I am not saying there is no pay inequality in Hollywood. Of course there is. It is a tough business, and there is a lot of struggle and compromise, especially at the beginning of a career. With so many women competing for so few roles, the pay is likely to be less than for the men who are just breaking into the industry. It is the law of supply and demand. If so and so has a small budget and there is a good part for a supporting actress, the one who will accept $1,000 a day is more apt to get the part than one demanding $5,000 a day.. Men at the beginning of their career face similar salary inequalities, although the greater number of roles combined with a fewer number of applicants tend to raise the salary bar. So yes, there is definitely gender inequality in Hollywood pay rates, but it is most strongly felt at the lower end of the spectrum. Once an actor or actress breaks out of the cattle pen, there is no limit to their earning potential, and this is not the case with most other careers.
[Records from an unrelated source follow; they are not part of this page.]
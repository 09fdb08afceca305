#![warn(clippy::pedantic)]
#![allow(clippy::missing_errors_doc)]

use repbook_domain as domain;

pub mod document;
pub mod file_store;
pub mod local_storage;
pub mod memory_store;

pub use file_store::FileStore;
pub use local_storage::LocalStorage;
pub use memory_store::MemoryStore;

/// String values stored under string keys.
pub trait KeyValueStore {
    fn get_item(&self, key: &str) -> Result<Option<String>, KeyValueError>;
    fn set_item(&self, key: &str, value: &str) -> Result<(), KeyValueError>;
    fn remove_item(&self, key: &str) -> Result<(), KeyValueError>;
}

#[derive(thiserror::Error, Debug)]
pub enum KeyValueError {
    #[error("invalid key \"{0}\"")]
    InvalidKey(String),
    #[error(transparent)]
    Other(#[from] anyhow::Error),
}

impl From<KeyValueError> for domain::StorageError {
    fn from(value: KeyValueError) -> Self {
        domain::StorageError::Other(Box::new(value))
    }
}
I can’t take seriously a labor movement for equal wages being spearheaded by the second most highly paid performer in the business. If we are to see true equality in pay right down the line, it will have to be led by those who are truly oppressed by the inequalities under which they work. Watching Jennifer Lawrence campaign for equal pay is a bit like watching Donald Trump fighting to raise the minimum raise. Can you imagine him with a sign around his neck demanding “Pay Me More?” You should be laughing at Lawrence just as you would laugh at Trump were he as ludicrously involved in working class struggle as she pretends to be.